These problems, Yoffe explains, are rooted in a set of directives from the Obama-era Department of Education, which nudged college administrators to adopt new procedures for adjudicating sexual assault disputes under Title IX, the federal law that prohibits sex discrimination in higher education. While the goal of such changes may have been to protect victims and bring perpetrators to justice, the rules have in practice made it vastly more difficult for the mistakenly or maliciously accused to clear their names, obtain legal assistance, confront their accusers, or even make sense of the specific charges against them. What's more, Yoffe shows, many of these efforts were predicated on junk statistics and misconceptions about how human beings cope with unpleasant experiences.

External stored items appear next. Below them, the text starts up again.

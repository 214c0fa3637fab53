//! Server-sent status stream (spec.md §4.8).
//!
//! A single background broadcaster coalesces bus events into a debounced
//! JSON status frame and fans it out to every connected client over a
//! `tokio::sync::broadcast` channel; each client stream additionally emits
//! its own `connected` frame and periodic heartbeat comments so a dropped
//! TCP write silently ends that one client without touching the others.

use std::convert::Infallible;
use std::sync::Arc;
use std::time::Duration;

use axum::response::sse::Event;
use cueline_core::Phase;
use futures::Stream;
use tokio::sync::broadcast;
use tokio::time::Instant;

use crate::AppState;

/// Debounce window, startup grace, and heartbeat cadence for the broadcaster.
#[derive(Debug, Clone, Copy)]
pub struct BroadcastConfig {
    pub debounce_ms: u64,
    pub startup_grace_ms: u64,
    pub heartbeat_secs: u64,
}

impl Default for BroadcastConfig {
    fn default() -> Self {
        Self {
            debounce_ms: 200,
            startup_grace_ms: 1_000,
            heartbeat_secs: 30,
        }
    }
}

/// Runs until the bus closes. Spawned once by the composition root.
pub async fn run_broadcaster(state: Arc<AppState>, out: broadcast::Sender<String>) {
    tokio::time::sleep(Duration::from_millis(state.broadcast_config.startup_grace_ms)).await;

    let mut rx = state.bus.subscribe();
    let mut pending_since: Option<Instant> = None;
    let mut last_periodic = Instant::now();
    let mut poll = tokio::time::interval(Duration::from_millis(50));

    loop {
        tokio::select! {
            received = rx.recv() => {
                match received {
                    Ok(_) => {
                        pending_since.get_or_insert_with(Instant::now);
                    }
                    Err(broadcast::error::RecvError::Lagged(_)) => {
                        pending_since.get_or_insert_with(Instant::now);
                    }
                    Err(broadcast::error::RecvError::Closed) => break,
                }
            }
            _ = poll.tick() => {
                let now = Instant::now();
                if let Some(since) = pending_since {
                    if now.duration_since(since) >= Duration::from_millis(state.broadcast_config.debounce_ms) {
                        publish(&state, &out).await;
                        pending_since = None;
                    }
                }

                let playing = state.orchestrator.snapshot().await.phase == Phase::Playing;
                if playing && now.duration_since(last_periodic) >= Duration::from_secs(1) {
                    publish(&state, &out).await;
                    last_periodic = now;
                }
            }
        }
    }
}

async fn publish(state: &AppState, out: &broadcast::Sender<String>) {
    let doc = crate::status::build_status(state).await;
    if let Ok(json) = serde_json::to_string(&doc) {
        // No subscribers is not an error: clients may all be disconnected.
        let _ = out.send(json);
    }
}

/// Per-client frame stream: an immediate `connected` frame, then forwarded
/// broadcast payloads, interleaved with heartbeat comments so idle
/// connections aren't reaped by intermediate proxies.
pub fn sse_stream(state: Arc<AppState>) -> impl Stream<Item = Result<Event, Infallible>> {
    async_stream::stream! {
        yield Ok(Event::default()
            .event("connected")
            .data(r#"{"status":"connected"}"#));

        let mut rx = state.broadcast_tx.subscribe();
        let heartbeat_secs = state.broadcast_config.heartbeat_secs;
        let mut heartbeat = tokio::time::interval(Duration::from_secs(heartbeat_secs));
        heartbeat.tick().await;

        loop {
            tokio::select! {
                message = rx.recv() => match message {
                    Ok(json) => yield Ok(Event::default().data(json)),
                    Err(broadcast::error::RecvError::Lagged(_)) => continue,
                    Err(broadcast::error::RecvError::Closed) => break,
                },
                _ = heartbeat.tick() => {
                    yield Ok(Event::default().comment("heartbeat"));
                }
            }
        }
    }
}
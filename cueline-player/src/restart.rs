//! Fallback ("restart") back-end: no control channel. Pause/seek/filter
//! changes are implemented by killing and re-spawning the subprocess at a
//! computed offset.

use crate::adapter::PlayerAdapter;
use crate::{PlayerError, Result};
use async_trait::async_trait;
use cueline_core::FinishReason;
use std::path::{Path, PathBuf};
use std::sync::atomic::{AtomicU32, AtomicU64, Ordering};
use std::time::{Duration, Instant};
use tokio::process::{Child, Command};
use tokio::sync::{mpsc, oneshot, Mutex};

const KILL_GRACE: Duration = Duration::from_millis(100);

enum Control {
    Stop(oneshot::Sender<()>),
}

struct Session {
    control: mpsc::Sender<Control>,
    started_at: std::sync::Mutex<Instant>,
    offset_ms: AtomicU64,
}

pub struct RestartAdapter {
    executable: PathBuf,
    session: Mutex<Option<Session>>,
    volume: AtomicU32,
    filter_chain: Mutex<String>,
}

impl RestartAdapter {
    pub fn new(executable: impl Into<PathBuf>) -> Self {
        Self {
            executable: executable.into(),
            session: Mutex::new(None),
            volume: AtomicU32::new(100),
            filter_chain: Mutex::new(String::new()),
        }
    }

    async fn spawn_backend(&self, file_path: &Path, start_offset_ms: u64) -> Result<Child> {
        let filter_chain = self.filter_chain.lock().await.clone();
        Command::new(&self.executable)
            .arg("--filter-chain")
            .arg(&filter_chain)
            .arg("--start-offset-ms")
            .arg(start_offset_ms.to_string())
            .arg("--volume")
            .arg(self.volume.load(Ordering::SeqCst).to_string())
            .arg(file_path)
            .kill_on_drop(true)
            .spawn()
            .map_err(|e| PlayerError::BackendUnavailable(format!("failed to spawn {}: {e}", self.executable.display())))
    }

    /// Terminates the subprocess: SIGTERM-equivalent, a grace period, then a
    /// forced kill. `pauseAt = killedAt - startedAt + previousOffset`.
    async fn terminate(child: &mut Child) {
        #[cfg(unix)]
        {
            if let Some(pid) = child.id() {
                unsafe {
                    libc::kill(pid as libc::pid_t, libc::SIGTERM);
                }
                if tokio::time::timeout(KILL_GRACE, child.wait()).await.is_ok() {
                    return;
                }
            }
        }
        let _ = child.start_kill();
        let _ = child.wait().await;
    }
}

#[async_trait]
impl PlayerAdapter for RestartAdapter {
    async fn play(&self, file_path: &Path, start_offset_ms: u64) -> Result<FinishReason> {
        self.stop().await?;

        let mut child = self.spawn_backend(file_path, start_offset_ms).await?;
        let (control_tx, mut control_rx) = mpsc::channel(4);
        *self.session.lock().await = Some(Session {
            control: control_tx,
            started_at: std::sync::Mutex::new(Instant::now()),
            offset_ms: AtomicU64::new(start_offset_ms),
        });

        let reason = tokio::select! {
            status = child.wait() => match status {
                Ok(status) if status.success() => FinishReason::Ended,
                _ => FinishReason::Error,
            },
            control = control_rx.recv() => match control {
                Some(Control::Stop(ack)) => {
                    Self::terminate(&mut child).await;
                    let _ = ack.send(());
                    FinishReason::Stopped
                }
                None => FinishReason::Error,
            },
        };

        *self.session.lock().await = None;
        Ok(reason)
    }

    async fn stop(&self) -> Result<()> {
        let session = self.session.lock().await.take();
        if let Some(session) = session {
            let (tx, rx) = oneshot::channel();
            if session.control.send(Control::Stop(tx)).await.is_ok() {
                let _ = rx.await;
            }
        }
        Ok(())
    }

    /// No control channel: pause kills the subprocess. The orchestrator is
    /// expected to call `play` again at the reported position to resume,
    /// exactly as it does on a fresh start.
    async fn pause(&self) -> Result<()> {
        self.stop().await
    }

    async fn resume(&self) -> Result<()> {
        Err(PlayerError::Unsupported(
            "fallback backend has no resume; call play() at the last reported position".into(),
        ))
    }

    async fn seek(&self, _position_ms: u64) -> Result<()> {
        Err(PlayerError::Unsupported(
            "fallback backend has no seek; call play() at the desired position".into(),
        ))
    }

    async fn get_position(&self) -> Result<u64> {
        let guard = self.session.lock().await;
        let session = guard
            .as_ref()
            .ok_or_else(|| PlayerError::Unsupported("no active session".into()))?;
        let offset = session.offset_ms.load(Ordering::SeqCst);
        let elapsed = session.started_at.lock().unwrap().elapsed();
        Ok(offset + elapsed.as_millis() as u64)
    }

    async fn set_volume(&self, volume: u8) -> Result<()> {
        self.volume.store(volume as u32, Ordering::SeqCst);
        // Applied at the next spawn, matching the teacher's spawn-time
        // argument passing; no live subprocess is signaled.
        Ok(())
    }

    async fn get_volume(&self) -> Result<u8> {
        Ok(self.volume.load(Ordering::SeqCst) as u8)
    }

    async fn update_filters(&self, filter_chain: &str) -> Result<()> {
        *self.filter_chain.lock().await = filter_chain.to_string();
        Err(PlayerError::Unsupported(
            "fallback backend applies filters only at next spawn; caller must restart at offset".into(),
        ))
    }

    fn is_playing(&self) -> bool {
        self.session.try_lock().map(|s| s.is_some()).unwrap_or(false)
    }

    fn name(&self) -> &'static str {
        "fallback"
    }
}
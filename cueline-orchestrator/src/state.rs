use cueline_core::{Phase, TrackDescriptor};
use std::time::SystemTime;

/// Internal phase of the state machine. `Preparing` has no counterpart in
/// the persisted [`Phase`] (nothing has started yet); it collapses to
/// `Phase::Idle` when written to the snapshot.
#[derive(Debug, Clone, Copy, PartialEq, Eq)]
pub enum InternalPhase {
    Idle,
    Preparing,
    Playing,
    Paused,
}

impl InternalPhase {
    pub fn to_persisted(self) -> Phase {
        match self {
            InternalPhase::Idle | InternalPhase::Preparing => Phase::Idle,
            InternalPhase::Playing => Phase::Playing,
            InternalPhase::Paused => Phase::Paused,
        }
    }
}

#[derive(Debug, Clone)]
pub struct CurrentTrack {
    pub descriptor: TrackDescriptor,
    pub file_path: String,
}

pub struct OrchestratorState {
    pub phase: InternalPhase,
    pub current: Option<CurrentTrack>,
    pub started_at: Option<SystemTime>,
    pub paused_at: Option<SystemTime>,
    pub seek_offset_ms: u64,
    pub songs_played: u64,
}

impl Default for OrchestratorState {
    fn default() -> Self {
        Self {
            phase: InternalPhase::Idle,
            current: None,
            started_at: None,
            paused_at: None,
            seek_offset_ms: 0,
            songs_played: 0,
        }
    }
}

/// Intent recorded immediately before an action that will make an
/// in-flight `play()` invocation resolve with `FinishReason::Stopped`, so
/// the completion handler can reinterpret that generic reason.
#[derive(Debug, Clone)]
pub enum PendingIntent {
    Skip,
    SessionReset,
    /// Fallback back-end pause: the subprocess was killed at `offset_ms`.
    Pause { offset_ms: u64 },
    /// Effects change on the fallback back-end: restart at the recorded
    /// offset. Per the preserved source ambiguity (spec §9), this always
    /// lands in `Playing`, even if the session was paused beforehand.
    EffectsRestart,
}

The same week Yoffe's trio of articles went live, Education Secretary Betsy DeVos announced her intention to address some of these issues—a significant victory for supporters of reform. But this arena is fraught, as Yoffe has discovered. When in 2013 she wrote a piece encouraging young women to avoid the punch bowl at parties, it received a "wave of denunciation." Daring to suggest that campus assault claims be subjected to basic scrutiny, she says, can get a person branded a "rape apologist" or worse. But "I didn't get into journalism to be intimidated about writing about difficult issues," she adds.

Yoffe, 62, recently became an Atlantic contributing editor, following a nine-year stint answering letters for Slate's popular "Dear Prudence" advice column. In September, she sat down with Associate Editor Robby Soave, who covers many of the same topics at Reason, for an animated conversation about her work and why it's worth the risk of backlash.

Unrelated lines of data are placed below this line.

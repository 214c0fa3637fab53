#[derive(Debug, thiserror::Error)]
pub enum PlayerError {
    #[error("no player backend available: {0}")]
    BackendUnavailable(String),

    #[error("ipc request timed out")]
    IpcTimeout,

    #[error("ipc disconnected: {0}")]
    IpcDisconnect(String),

    #[error("player operation '{0}' is not supported by this backend")]
    Unsupported(String),

    #[error(transparent)]
    Other(#[from] anyhow::Error),
}

impl From<PlayerError> for cueline_core::CoreError {
    fn from(err: PlayerError) -> Self {
        match err {
            PlayerError::BackendUnavailable(_) => cueline_core::CoreError::BackendUnavailable,
            PlayerError::IpcTimeout => cueline_core::CoreError::IpcTimeout,
            PlayerError::IpcDisconnect(msg) => cueline_core::CoreError::IpcDisconnect(msg),
            PlayerError::Unsupported(msg) => cueline_core::CoreError::InvalidRequest(msg),
            PlayerError::Other(e) => cueline_core::CoreError::Other(e),
        }
    }
}

pub type Result<T> = std::result::Result<T, PlayerError>;
#[derive(Debug, thiserror::Error)]
pub enum RepositoryError {
    #[error("failed to open database: {0}")]
    Open(String),

    #[error("failed to prepare statement: {0}")]
    Prepare(String),

    #[error("failed to execute statement: {0}")]
    Execute(String),

    #[error("failed to read row: {0}")]
    Read(String),

    #[error(transparent)]
    Other(#[from] anyhow::Error),
}

impl From<RepositoryError> for cueline_core::CoreError {
    fn from(err: RepositoryError) -> Self {
        cueline_core::CoreError::PersistenceError(err.to_string())
    }
}

pub type Result<T> = std::result::Result<T, RepositoryError>;
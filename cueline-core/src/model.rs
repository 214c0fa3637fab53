//! Core data model: track descriptors, queue items, and the playback snapshot.

use serde::{Deserialize, Serialize};
use sha2::{Digest, Sha256};

/// Where a track's bytes currently live.
#[derive(Debug, Clone, Copy, PartialEq, Eq, Serialize, Deserialize)]
#[serde(rename_all = "camelCase")]
pub enum TrackKind {
    Remote,
    LocalFile,
}

/// Immutable once sealed by the resolver.
#[derive(Debug, Clone, PartialEq, Eq, Serialize, Deserialize)]
#[serde(rename_all = "camelCase")]
pub struct TrackDescriptor {
    pub id: String,
    pub source_uri: String,
    pub title: String,
    pub artist: String,
    pub channel: String,
    pub duration_ms: Option<u64>,
    pub thumbnail_uri: Option<String>,
    pub kind: TrackKind,
}

impl TrackDescriptor {
    /// Builds a descriptor from a canonical source URI, deriving a stable id.
    pub fn new(source_uri: impl Into<String>, kind: TrackKind) -> Self {
        let source_uri = source_uri.into();
        let id = stable_id(&source_uri);
        Self {
            id,
            source_uri,
            title: String::new(),
            artist: String::new(),
            channel: String::new(),
            duration_ms: None,
            thumbnail_uri: None,
            kind,
        }
    }
}

/// Canonicalizes a URI (lower-cased scheme/host, tracking params stripped)
/// and hashes it to a stable 32-hex-char id. Two URIs that canonicalize
/// identically collide on id by design.
pub fn stable_id(source_uri: &str) -> String {
    let canonical = canonicalize(source_uri);
    let digest = Sha256::digest(canonical.as_bytes());
    hex::encode(&digest[..16])
}

const TRACKING_PARAMS: &[&str] = &["utm_source", "utm_medium", "utm_campaign", "si", "feature"];

fn canonicalize(uri: &str) -> String {
    let Some((scheme_host, rest)) = uri.split_once("://") else {
        return uri.to_lowercase();
    };
    let (authority, path_and_query) = match rest.find('/') {
        Some(idx) => (&rest[..idx], &rest[idx..]),
        None => (rest, ""),
    };
    let (path, query) = match path_and_query.split_once('?') {
        Some((p, q)) => (p, Some(q)),
        None => (path_and_query, None),
    };
    let mut canonical = format!("{}://{}{}", scheme_host.to_lowercase(), authority.to_lowercase(), path);
    if let Some(query) = query {
        let mut kept: Vec<&str> = query
            .split('&')
            .filter(|pair| {
                let key = pair.split('=').next().unwrap_or("");
                !TRACKING_PARAMS.contains(&key)
            })
            .collect();
        kept.sort_unstable();
        if !kept.is_empty() {
            canonical.push('?');
            canonical.push_str(&kept.join("&"));
        }
    }
    canonical
}

/// Ordering class for queue items. `System` > `Vip` > `Normal`.
#[derive(Debug, Clone, Copy, PartialEq, Eq, PartialOrd, Ord, Serialize, Deserialize)]
#[serde(rename_all = "camelCase")]
pub enum Priority {
    Normal,
    Vip,
    System,
}

/// Monotonic lifecycle of a queued item's backing file.
#[derive(Debug, Clone, PartialEq, Eq, Serialize, Deserialize)]
#[serde(rename_all = "camelCase", tag = "state", content = "detail")]
pub enum DownloadState {
    Pending,
    Inflight,
    Ready(String),
    Failed(String),
}

impl DownloadState {
    pub fn is_terminal(&self) -> bool {
        matches!(self, DownloadState::Ready(_) | DownloadState::Failed(_))
    }
}

#[derive(Debug, Clone, Serialize, Deserialize)]
#[serde(rename_all = "camelCase")]
pub struct QueueItem {
    pub descriptor: TrackDescriptor,
    pub requester: String,
    pub requester_key: Option<String>,
    pub origin_channel: String,
    pub priority: Priority,
    pub download_state: DownloadState,
    pub added_at: u64,
}

impl QueueItem {
    pub fn new(
        descriptor: TrackDescriptor,
        requester: impl Into<String>,
        origin_channel: impl Into<String>,
        priority: Priority,
        added_at: u64,
    ) -> Self {
        Self {
            descriptor,
            requester: requester.into(),
            requester_key: None,
            origin_channel: origin_channel.into(),
            priority,
            download_state: DownloadState::Pending,
            added_at,
        }
    }
}

/// Playback phase. No terminal state: the orchestrator runs continuously.
#[derive(Debug, Clone, Copy, PartialEq, Eq, Serialize, Deserialize)]
#[serde(rename_all = "camelCase")]
pub enum Phase {
    Idle,
    Playing,
    Paused,
}

/// Persisted singleton capturing enough state to resume phase and pointer
/// after a restart.
#[derive(Debug, Clone, PartialEq, Serialize, Deserialize)]
#[serde(rename_all = "camelCase")]
pub struct PlaybackSnapshot {
    pub current_descriptor_id: Option<String>,
    pub current_file_path: Option<String>,
    pub phase: Phase,
    pub started_at_ms: Option<i64>,
    pub paused_at_ms: Option<i64>,
    pub seek_offset_ms: u64,
    pub songs_played_counter: u64,
}

impl Default for PlaybackSnapshot {
    fn default() -> Self {
        Self {
            current_descriptor_id: None,
            current_file_path: None,
            phase: Phase::Idle,
            started_at_ms: None,
            paused_at_ms: None,
            seek_offset_ms: 0,
            songs_played_counter: 0,
        }
    }
}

Reason: Betsy DeVos recently announced that she wants to chart a new direction regarding the department's guidance to colleges on dealing with sexual harassment and assault. What was your takeaway from that announcement?

Emily Yoffe: For one thing, I was surprised. I kind of thought given Trump's own problems in this area that they might stay away from this. It's very strange to have an administration led by a president I find absolutely loathsome and a disaster for this country, and to listen to a speech by his secretary of education and find myself agreeing with many of the things she had to say.

I think a danger is that it just becomes a response to the Trump administration. Schools say, "We will resist," and there's a possibility that the worst excesses will get entrenched just because of who the messenger is.

The simple narrative is, "Trump doesn't think consent is important, so he's changing these guidelines to help people like him get off the hook for sexual assault." What's missing from that story?

The problem [with rape adjudications on college campuses] hasn't penetrated the public consciousness. This three-part series of mine just ran in The Atlantic, and as we were working on the first part, which was mostly about due process—how we got here and how things have gone off the rails—I said to my editor, "Isn't this kind of old? Don't people already know this?" But he was right. People don't know that a young man can be expelled from college without ever having received specific written notice of what he's alleged to have done wrong. They don't know that virtually any encounter with a sexual element, including a joke, can get someone in deep trouble.

You cover some of the really bad science that has gone unchallenged, like the idea that of course people who are traumatized are not going to recall things correctly. Can you talk about that?

This is the so-called neurobiology of sexual assaults. I've talked to scientists who actually do study memory and response to trauma. They say they believe this is a return to the "recovered memory" scandals of the '80s and '90s [in which therapists convinced people they had been suppressing memories of childhood abuse that never actually occurred], dressed up and given a neurobiology gloss.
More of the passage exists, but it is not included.